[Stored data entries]
+++

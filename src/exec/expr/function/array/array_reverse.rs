// Licensed to the Apache Software Foundation (ASF) under one
// or more contributor license agreements.  See the NOTICE file
// distributed with this work for additional information
// regarding copyright ownership.  The ASF licenses this file
// to you under the Apache License, Version 2.0 (the
// "License"); you may not use this file except in compliance
// with the License.  You may obtain a copy of the License at
//
//   http://www.apache.org/licenses/LICENSE-2.0
//
// Unless required by applicable law or agreed to in writing,
// software distributed under the License is distributed on an
// "AS IS" BASIS, WITHOUT WARRANTIES OR CONDITIONS OF ANY
// KIND, either express or implied.  See the License for the
// specific language governing permissions and limitations
// under the License.
use std::sync::Arc;

use arrow::datatypes::DataType;

use crate::common::error::{FunctionError, Result};
use crate::exec::chunk::Column;

use super::common::expect_array_type;
use super::gather::{ArraySink, ArraySource, ElementSink, GatherOp, gather};

const FN_NAME: &str = "arrayReverse";

pub(super) fn return_type_array_reverse(args: &[Column]) -> Result<DataType> {
    expect_array_type(args[0].data_type(), FN_NAME, 1)?;
    Ok(args[0].data_type().clone())
}

/// Copies each row back to front, one element at a time, so values and
/// their null bits move together.
struct ReverseOp;

impl GatherOp for ReverseOp {
    fn run<S: ElementSink>(
        &self,
        sources: &[ArraySource<'_>],
        sink: &mut ArraySink<S>,
        rows: usize,
    ) -> Result<()> {
        let source = &sources[0];
        for row in 0..rows {
            let (start, end) = source.row_span(row);
            for pos in (start..end).rev() {
                sink.append_range(0, pos, pos + 1);
            }
            sink.next_row()?;
        }
        Ok(())
    }
}

pub(super) fn eval_array_reverse(
    args: &[Column],
    result_type: &DataType,
    rows: usize,
) -> Result<Column> {
    let DataType::List(field) = result_type else {
        return Err(FunctionError::logical(format!(
            "{} expects a list result type, got {}",
            FN_NAME, result_type
        )));
    };
    let source = ArraySource::from_column(&args[0], FN_NAME)?;
    let physical_rows = if source.is_const() { 1 } else { rows };
    let out = gather(&[source], Arc::clone(field), physical_rows, &ReverseOp)?;
    args[0].with_data(out)
}
// Licensed to the Apache Software Foundation (ASF) under one
// or more contributor license agreements.  See the NOTICE file
// distributed with this work for additional information
// regarding copyright ownership.  The ASF licenses this file
// to you under the Apache License, Version 2.0 (the
// "License"); you may not use this file except in compliance
// with the License.  You may obtain a copy of the License at
//
//   http://www.apache.org/licenses/LICENSE-2.0
//
// Unless required by applicable law or agreed to in writing,
// software distributed under the License is distributed on an
// "AS IS" BASIS, WITHOUT WARRANTIES OR CONDITIONS OF ANY
// KIND, either express or implied.  See the License for the
// specific language governing permissions and limitations
// under the License.
pub mod array_column;
pub mod column;
pub mod element_kind;

pub use array_column::ArrayColumn;
pub use column::Column;

use crate::common::error::{FunctionError, Result};

/// A chunk of data, consisting of multiple rows.
/// Functions read argument columns by position and append their result as
/// a new column.
#[derive(Debug, Clone)]
pub struct Chunk {
    columns: Vec<Column>,
    num_rows: usize,
}

impl Chunk {
    pub fn try_new(columns: Vec<Column>) -> Result<Self> {
        let num_rows = columns.first().map(Column::len).unwrap_or(0);
        if let Some(bad) = columns.iter().position(|c| c.len() != num_rows) {
            return Err(FunctionError::logical(format!(
                "chunk column {} has {} rows, expected {}",
                bad,
                columns[bad].len(),
                num_rows
            )));
        }
        Ok(Self { columns, num_rows })
    }

    pub fn len(&self) -> usize {
        self.num_rows
    }

    pub fn is_empty(&self) -> bool {
        self.num_rows == 0
    }

    pub fn num_columns(&self) -> usize {
        self.columns.len()
    }

    pub fn columns(&self) -> &[Column] {
        &self.columns
    }

    pub fn column(&self, idx: usize) -> Result<&Column> {
        self.columns.get(idx).ok_or_else(|| {
            FunctionError::logical(format!(
                "column position {} out of range (num_columns={})",
                idx,
                self.columns.len()
            ))
        })
    }

    /// Appends a column and returns its position.
    pub fn push_column(&mut self, column: Column) -> Result<usize> {
        if column.len() != self.num_rows {
            return Err(FunctionError::logical(format!(
                "result column has {} rows, chunk has {}",
                column.len(),
                self.num_rows
            )));
        }
        self.columns.push(column);
        Ok(self.columns.len() - 1)
    }
}
// Licensed to the Apache Software Foundation (ASF) under one
// or more contributor license agreements.  See the NOTICE file
// distributed with this work for additional information
// regarding copyright ownership.  The ASF licenses this file
// to you under the Apache License, Version 2.0 (the
// "License"); you may not use this file except in compliance
// with the License.  You may obtain a copy of the License at
//
//   http://www.apache.org/licenses/LICENSE-2.0
//
// Unless required by applicable law or agreed to in writing,
// software distributed under the License is distributed on an
// "AS IS" BASIS, WITHOUT WARRANTIES OR CONDITIONS OF ANY
// KIND, either express or implied.  See the License for the
// specific language governing permissions and limitations
// under the License.
const HASH128_LOW_SEED: u64 = 0x243f6a8885a308d3;
const HASH128_HIGH_SEED: u64 = 0x13198a2e03707344;

pub(crate) fn combine_hash(acc: u64, value_hash: u64) -> u64 {
    acc ^ value_hash
        .wrapping_add(0x9e3779b97f4a7c15)
        .wrapping_add(acc << 6)
        .wrapping_add(acc >> 2)
}

pub(crate) fn hash_u64_with_seed(seed: u64, value: u64) -> u64 {
    mix_u64(seed ^ value)
}

pub(crate) fn hash_bytes_with_seed(seed: u64, bytes: &[u8]) -> u64 {
    let mut hash = seed ^ 0xcbf29ce484222325;
    for byte in bytes {
        hash ^= *byte as u64;
        hash = hash.wrapping_mul(0x100000001b3);
    }
    hash
}

/// 128-bit hash of a byte string, two independently seeded 64-bit halves.
pub(crate) fn hash128_bytes(bytes: &[u8]) -> u128 {
    let len = bytes.len() as u64;
    let low = hash_u64_with_seed(HASH128_LOW_SEED, hash_bytes_with_seed(HASH128_LOW_SEED, bytes));
    let high = hash_u64_with_seed(
        HASH128_HIGH_SEED ^ len,
        hash_bytes_with_seed(HASH128_HIGH_SEED, bytes),
    );
    ((high as u128) << 64) | low as u128
}

/// Folds one column's 128-bit hash into the running hash of a zipped tuple.
pub(crate) fn combine_hash128(acc: u128, value_hash: u128) -> u128 {
    let low = combine_hash(acc as u64, value_hash as u64);
    let high = combine_hash((acc >> 64) as u64, (value_hash >> 64) as u64);
    ((high as u128) << 64) | low as u128
}

fn mix_u64(mut value: u64) -> u64 {
    value = value.wrapping_add(0x9e3779b97f4a7c15);
    value = (value ^ (value >> 30)).wrapping_mul(0xbf58476d1ce4e5b9);
    value = (value ^ (value >> 27)).wrapping_mul(0x94d049bb133111eb);
    value ^ (value >> 31)
}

+++

:: What you need to do ::
In the entries above, restate word for word the lines between the one holding "pub fn len(&self)" and the one holding "pub fn column(&self, idx: usize)", inclusive, and nothing besides.

:: Response to the exercise ::
    pub fn len(&self) -> usize {
        self.num_rows
    }

    pub fn is_empty(&self) -> bool {
        self.num_rows == 0
    }

    pub fn num_columns(&self) -> usize {
        self.columns.len()
    }

    pub fn columns(&self) -> &[Column] {
        &self.columns
    }

    pub fn column(&self, idx: usize) -> Result<&Column> {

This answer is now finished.